» Assignment
In the records below, find the line holding "skips this push." and the line holding "for (id, handle)". Set down both, with every line between them, exactly.

Data shown START

//! Client Registry - Display Client Tracking and Dispatch
//!
//! Tracks every connected streaming client and pushes the latest
//! [`CombinedStatus`] to each of them.
//!
//! # Architecture
//!
//! ```text
//!                       ClientRegistry
//!                     ┌────────────────────────────────────┐
//!                     │ HashMap<ClientId, ClientHandle>    │
//!                     │   - wrapped in Arc<RwLock<>>       │
//!                     └──────────────┬─────────────────────┘
//!                                    │ dispatch (try_send)
//!              ┌─────────────────────┼─────────────────────┐
//!              │                     │                     │
//!       ┌──────▼──────┐       ┌──────▼──────┐       ┌──────▼──────┐
//!       │  /index     │       │  /kiosk     │       │  /index     │
//!       │  client-1   │       │  client-2   │       │  client-3   │
//!       └─────────────┘       └─────────────┘       └─────────────┘
//! ```
//!
//! The registry only holds the sending half of each client's channel. The
//! transport task owns the connection; when it goes away the channel closes
//! and the next dispatch drops the client.

use std::collections::HashMap;
use std::fmt;
use std::sync::atomic::{AtomicU64, Ordering};
use std::sync::Arc;
use std::time::Instant;

use parking_lot::RwLock;
use serde::{Deserialize, Serialize};
use tokio::sync::mpsc;
use tokio::sync::mpsc::error::TrySendError;

use crate::messages::{format_last_updated, ClientView, PushRenderer, StatusPush};
use crate::status::CombinedStatus;

/// Unique identifier for a display client
#[derive(Debug, Clone, Copy, PartialEq, Eq, Hash, Serialize, Deserialize)]
pub struct ClientId(u64);

impl ClientId {
    /// Allocate a new unique client ID
    pub fn new() -> Self {
        static COUNTER: AtomicU64 = AtomicU64::new(1);
        Self(COUNTER.fetch_add(1, Ordering::SeqCst))
    }

    /// Get the raw numeric value
    #[must_use]
    pub fn as_u64(&self) -> u64 {
        self.0
    }
}

impl Default for ClientId {
    fn default() -> Self {
        Self::new()
    }
}

impl fmt::Display for ClientId {
    fn fmt(&self, f: &mut fmt::Formatter<'_>) -> fmt::Result {
        write!(f, "client-{}", self.0)
    }
}

/// Handle to a connected display client
#[derive(Debug)]
pub struct ClientHandle {
    /// Unique client identifier
    pub id: ClientId,
    /// Channel to the connection's writer task
    pub tx: mpsc::Sender<StatusPush>,
    /// Display variant requested by the client
    pub page_name: String,
    /// Emoji of the last push delivered to this client
    pub last_emoji: String,
    /// When the client connected
    pub connected_at: Instant,
}

impl ClientHandle {
    /// Create a handle for a freshly connected client
    pub fn new(tx: mpsc::Sender<StatusPush>, page_name: impl Into<String>) -> Self {
        Self {
            id: ClientId::new(),
            tx,
            page_name: page_name.into(),
            last_emoji: String::new(),
            connected_at: Instant::now(),
        }
    }

    /// Renderer view of this client
    #[must_use]
    pub fn view(&self) -> ClientView<'_> {
        ClientView {
            page_name: &self.page_name,
            last_emoji: &self.last_emoji,
        }
    }

    /// Check if the client's channel is still open
    #[must_use]
    pub fn is_connected(&self) -> bool {
        !self.tx.is_closed()
    }
}

/// Result of a dispatch to all clients
#[derive(Debug, Clone, Default)]
pub struct DispatchResult {
    /// Clients that received the push
    pub delivered: usize,
    /// Clients whose queue was full; they stay registered
    pub lagging_ids: Vec<ClientId>,
    /// Clients whose connection was gone; they were unregistered
    pub dropped_ids: Vec<ClientId>,
}

impl DispatchResult {
    /// Check if every registered client received the push
    #[must_use]
    pub fn all_delivered(&self) -> bool {
        self.lagging_ids.is_empty() && self.dropped_ids.is_empty()
    }
}

/// Registry of connected display clients
///
/// Cheap to clone; all clones share the same client map.
#[derive(Clone, Default)]
pub struct ClientRegistry {
    inner: Arc<RwLock<HashMap<ClientId, ClientHandle>>>,
}

impl ClientRegistry {
    /// Create a new empty registry
    #[must_use]
    pub fn new() -> Self {
        Self::default()
    }

    /// Register a client connection
    pub fn register(&self, tx: mpsc::Sender<StatusPush>, page_name: impl Into<String>) -> ClientId {
        self.register_handle(ClientHandle::new(tx, page_name))
    }

    /// Register a pre-built handle
    pub fn register_handle(&self, handle: ClientHandle) -> ClientId {
        let id = handle.id;
        let page = handle.page_name.clone();
        self.inner.write().insert(id, handle);
        tracing::info!(client_id = %id, page = %page, "Client registered");
        id
    }

    /// Unregister a client
    ///
    /// Returns the handle if it was registered.
    pub fn unregister(&self, id: &ClientId) -> Option<ClientHandle> {
        let handle = self.inner.write().remove(id);
        if let Some(ref handle) = handle {
            tracing::info!(
                client_id = %id,
                uptime_secs = handle.connected_at.elapsed().as_secs(),
                "Client unregistered"
            );
        }
        handle
    }

    /// Number of connected clients
    #[must_use]
    pub fn count(&self) -> usize {
        self.inner.read().len()
    }

    /// Check if a client is registered
    #[must_use]
    pub fn contains(&self, id: &ClientId) -> bool {
        self.inner.read().contains_key(id)
    }

    /// IDs of all connected clients
    #[must_use]
    pub fn client_ids(&self) -> Vec<ClientId> {
        self.inner.read().keys().copied().collect()
    }

    /// Page name a client asked for
    #[must_use]
    pub fn page_name(&self, id: &ClientId) -> Option<String> {
        self.inner.read().get(id).map(|h| h.page_name.clone())
    }

    /// Emoji of the last push a client received
    #[must_use]
    pub fn last_emoji(&self, id: &ClientId) -> Option<String> {
        self.inner.read().get(id).map(|h| h.last_emoji.clone())
    }

    /// Push the status to one client
    ///
    /// Returns true if the push was queued; a closed client is unregistered.
    pub fn push_to(
        &self,
        id: &ClientId,
        status: &CombinedStatus,
        renderer: &dyn PushRenderer,
        last_updated: &str,
    ) -> bool {
        let mut inner = self.inner.write();
        Self::push_locked(&mut inner, id, status, renderer, last_updated)
    }

    /// Greet a newly connected client with the current status
    ///
    /// `current` is read while the registry lock is held, so a concurrent
    /// [`dispatch`](Self::dispatch) lands either entirely before or after
    /// the greeting and the client never receives an older status last.
    pub fn greet<F>(&self, id: &ClientId, renderer: &dyn PushRenderer, current: F) -> bool
    where
        F: FnOnce() -> Arc<CombinedStatus>,
    {
        let mut inner = self.inner.write();
        let status = current();
        let last_updated = format_last_updated(status.last_updated_at);
        Self::push_locked(&mut inner, id, &status, renderer, &last_updated)
    }

    fn push_locked(
        inner: &mut HashMap<ClientId, ClientHandle>,
        id: &ClientId,
        status: &CombinedStatus,
        renderer: &dyn PushRenderer,
        last_updated: &str,
    ) -> bool {
        let Some(handle) = inner.get_mut(id) else {
            tracing::warn!(client_id = %id, "Attempted to push to unknown client");
            return false;
        };

        let push = renderer.render(status, handle.view(), last_updated);
        match handle.tx.try_send(push) {
            Ok(()) => {
                handle.last_emoji.clone_from(&status.emoji);
                true
            }
            Err(TrySendError::Full(_)) => false,
            Err(TrySendError::Closed(_)) => {
                inner.remove(id);
                tracing::info!(client_id = %id, "Client gone, unregistered");
                false
            }
        }
    }

    /// Push the status to every registered client
    ///
    /// Uses `try_send` so a slow client never blocks the others. A closed
    /// client is unregistered; a full queue only skips this push.
    pub fn dispatch(
        &self,
        status: &CombinedStatus,
        renderer: &dyn PushRenderer,
        last_updated: &str,
    ) -> DispatchResult {
        let mut inner = self.inner.write();
        let mut result = DispatchResult::default();

        for (id, handle) in inner.iter_mut() {
            let push = renderer.render(status, handle.view(), last_updated);
            match handle.tx.try_send(push) {
                Ok(()) => {
                    handle.last_emoji.clone_from(&status.emoji);
                    result.delivered += 1;
                }
                Err(TrySendError::Full(_)) => {
                    tracing::warn!(client_id = %id, "Client queue full, skipping push");
                    result.lagging_ids.push(*id);
                }
                Err(TrySendError::Closed(_)) => {
                    result.dropped_ids.push(*id);
                }
            }
        }

        for id in &result.dropped_ids {
            inner.remove(id);
            tracing::info!(client_id = %id, "Client gone during dispatch, unregistered");
        }

        tracing::debug!(
            delivered = result.delivered,
            lagging = result.lagging_ids.len(),
            dropped = result.dropped_ids.len(),
            "Dispatched status"
        );
        result
    }
}
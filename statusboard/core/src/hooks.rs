//! Post-resolution hooks
//!
//! Hooks run in the poller after [`resolve`](crate::resolver::resolve) and
//! may rewrite the resolved status. They never influence which rule matches.

use crate::status::CombinedStatus;

/// Emoji shown for a rewritten out-of-office status
pub const PTO_EMOJI: &str = "🌴";

/// Text shown for a rewritten out-of-office status
pub const PTO_TEXT: &str = "PTO";

const OUT_OF_OFFICE: &str = "out of office";

/// A rewrite applied to every resolved status
pub trait StatusHook: Send + Sync {
    /// Hook name for logging
    fn name(&self) -> &str;

    /// Rewrite the freshly resolved status
    fn apply(&self, status: CombinedStatus) -> CombinedStatus;
}

/// Collapses any "out of office" status into a short PTO badge
#[derive(Debug, Clone, Copy, Default)]
pub struct PtoRewrite;

impl StatusHook for PtoRewrite {
    fn name(&self) -> &'static str {
        "pto-rewrite"
    }

    fn apply(&self, mut status: CombinedStatus) -> CombinedStatus {
        if status.text.to_lowercase().contains(OUT_OF_OFFICE) {
            tracing::debug!(text = %status.text, "Rewriting out-of-office status");
            status.emoji = PTO_EMOJI.to_string();
            status.text = PTO_TEXT.to_string();
        }
        status
    }
}

/// Apply hooks in order
#[must_use]
pub fn apply_hooks(hooks: &[Box<dyn StatusHook>], status: CombinedStatus) -> CombinedStatus {
    hooks.iter().fold(status, |status, hook| hook.apply(status))
}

Data shown END

» Task solution
    /// client is unregistered; a full queue only skips this push.
    pub fn dispatch(
        &self,
        status: &CombinedStatus,
        renderer: &dyn PushRenderer,
        last_updated: &str,
    ) -> DispatchResult {
        let mut inner = self.inner.write();
        let mut result = DispatchResult::default();

        for (id, handle) in inner.iter_mut() {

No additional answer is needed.